Cada 12 de agosto se conmemora el Día Mundial del Hijo del Medio, una jornada dedicada a reconocer y valorar a quienes ocupan la posición central en la familia. Esta fecha especial tiene su origen en la década de 1980, impulsada por Elizabeth Walker, una estadounidense que buscaba visibilizar a los hermanos del medio y su particular rol familiar.

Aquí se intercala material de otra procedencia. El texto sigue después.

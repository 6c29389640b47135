//! Configurations collection.

use async_trait::async_trait;

use super::PluginServiceClient;
use super::traits::ConfigurationStore;
use crate::Result;
use crate::paging::{Page, Pagination};
use crate::types::{Configuration, NewConfiguration};

const CONFIGURATIONS: &str = "Configurations";

#[derive(Debug, Clone)]
pub struct ConfigurationsClient {
    client: PluginServiceClient,
}

impl ConfigurationsClient {
    pub fn new(client: PluginServiceClient) -> Self {
        Self { client }
    }

    pub async fn create(&self, request: &NewConfiguration) -> Result<Configuration> {
        let url = self.client.endpoint(&[CONFIGURATIONS])?;
        let params = form_params(request)?;
        let configuration: Configuration = self.client.post_form(url.as_str(), &params).await?;

        tracing::info!(
            sid = %configuration.sid,
            name = %configuration.name,
            plugins = request.plugins.len(),
            "Configuration created"
        );
        Ok(configuration)
    }

    pub async fn get(&self, sid: &str) -> Result<Configuration> {
        let url = self.client.endpoint(&[CONFIGURATIONS, sid])?;
        self.client.get(url.as_str()).await
    }

    pub async fn list(&self, pagination: Option<Pagination>) -> Result<Page<Configuration>> {
        self.client
            .list(&[CONFIGURATIONS], "configurations", pagination.as_ref())
            .await
    }
}

/// Form body of a create call: `Name`, optional `Description`, and one
/// `Plugins` parameter per entry holding the entry as a JSON object.
fn form_params(request: &NewConfiguration) -> Result<Vec<(&'static str, String)>> {
    let mut params = vec![("Name", request.name.clone())];
    if let Some(ref description) = request.description {
        params.push(("Description", description.clone()));
    }
    for entry in &request.plugins {
        params.push(("Plugins", serde_json::to_string(entry)?));
    }
    Ok(params)
}

#[async_trait]
impl ConfigurationStore for ConfigurationsClient {
    async fn create(&self, request: &NewConfiguration) -> Result<Configuration> {
        ConfigurationsClient::create(self, request).await
    }
}
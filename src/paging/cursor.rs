//! Pagination options, page metadata and the `PageToken` cursor.

use serde::{Deserialize, Serialize};
use url::{Url, form_urlencoded};

const PAGE_TOKEN: &str = "PageToken";

/// Options for a single page request.
#[derive(Debug, Clone, Default, PartialEq, Eq)]
pub struct Pagination {
    pub page: Option<u32>,
    pub page_size: Option<u32>,
    pub page_token: Option<String>,
}

impl Pagination {
    pub fn new() -> Self {
        Self::default()
    }

    /// Options that continue a listing from `token`.
    pub fn after(token: impl Into<String>) -> Self {
        Self {
            page_token: Some(token.into()),
            ..Default::default()
        }
    }

    pub fn page(mut self, page: u32) -> Self {
        self.page = Some(page);
        self
    }

    pub fn page_size(mut self, page_size: u32) -> Self {
        self.page_size = Some(page_size);
        self
    }

    pub fn page_token(mut self, token: impl Into<String>) -> Self {
        self.page_token = Some(token.into());
        self
    }

    /// Encodes the supplied options as `Page`, `PageSize`, `PageToken`, in
    /// that order. Unset options are omitted.
    pub fn to_query(&self) -> String {
        let mut serializer = form_urlencoded::Serializer::new(String::new());
        if let Some(page) = self.page {
            serializer.append_pair("Page", &page.to_string());
        }
        if let Some(page_size) = self.page_size {
            serializer.append_pair("PageSize", &page_size.to_string());
        }
        if let Some(ref token) = self.page_token {
            serializer.append_pair(PAGE_TOKEN, token);
        }
        serializer.finish()
    }
}

/// Appends the pagination query to `path`. The `?` is always present, even
/// when no option is set.
pub fn list_url(path: &str, pagination: Option<&Pagination>) -> String {
    let query = pagination.map(Pagination::to_query).unwrap_or_default();
    format!("{}?{}", path, query)
}

/// Extracts the `PageToken` query parameter from an absolute page URL.
pub fn extract_page_token(url: Option<&str>) -> Option<String> {
    let url = url.filter(|u| !u.is_empty())?;
    let parsed = Url::parse(url).ok()?;
    parsed
        .query_pairs()
        .find(|(key, _)| key == PAGE_TOKEN)
        .map(|(_, value)| value.into_owned())
        .filter(|token| !token.is_empty())
}

/// Page metadata as it appears on the wire.
#[derive(Debug, Clone, Default, PartialEq, Eq, Deserialize)]
pub struct RawPageMeta {
    #[serde(default)]
    pub page: Option<u32>,
    #[serde(default)]
    pub page_size: Option<u32>,
    #[serde(default)]
    pub key: Option<String>,
    #[serde(default)]
    pub next_page_url: Option<String>,
    #[serde(default)]
    pub previous_page_url: Option<String>,
}

/// Cursor tokens of a page. A missing token means there is no such page.
#[derive(Debug, Clone, Default, PartialEq, Eq, Serialize, Deserialize)]
pub struct PaginationMeta {
    #[serde(skip_serializing_if = "Option::is_none")]
    pub next_token: Option<String>,
    #[serde(skip_serializing_if = "Option::is_none")]
    pub previous_token: Option<String>,
}

impl From<RawPageMeta> for PaginationMeta {
    fn from(raw: RawPageMeta) -> Self {
        Self {
            next_token: extract_page_token(raw.next_page_url.as_deref()),
            previous_token: extract_page_token(raw.previous_page_url.as_deref()),
        }
    }
}

/// One page of a listing.
#[derive(Debug, Clone, PartialEq, Eq)]
pub struct Page<T> {
    pub items: Vec<T>,
    pub meta: PaginationMeta,
}

impl<T> Page<T> {
    pub fn new(items: Vec<T>, meta: PaginationMeta) -> Self {
        Self { items, meta }
    }

    /// A page with no following page.
    pub fn last(items: Vec<T>) -> Self {
        Self {
            items,
            meta: PaginationMeta::default(),
        }
    }

    pub fn is_last(&self) -> bool {
        self.meta.next_token.is_none()
    }
}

Los hijos colocados en la posición intermedia muchas veces enfrentan desafíos únicos, pues pueden sentirse menos atendidos en comparación con el hijo mayor y el menor. Esta sensación ha dado pie a la conocida teoría del “Síndrome del Hijo del Medio”, que aunque no es un diagnóstico médico, destaca que estas personas suelen desarrollar una gran independencia, habilidades para la negociación y un papel mediador dentro del núcleo familiar.
Aunque esta celebración no es oficial a nivel internacional, ha ganado popularidad como un espacio para que las familias y comunidades reconozcan y celebren el valor fundamental que representa el hijo del medio, tanto en la convivencia diaria como en el equilibrio emocional del hogar. En muchos hogares se aprovecha esta fecha para darle un protagonismo simbólico, con gestos de cariño y humor, reconociendo que ser el “hijo sándwich” implica a menudo ser el punto de unión y armonía entre hermanos.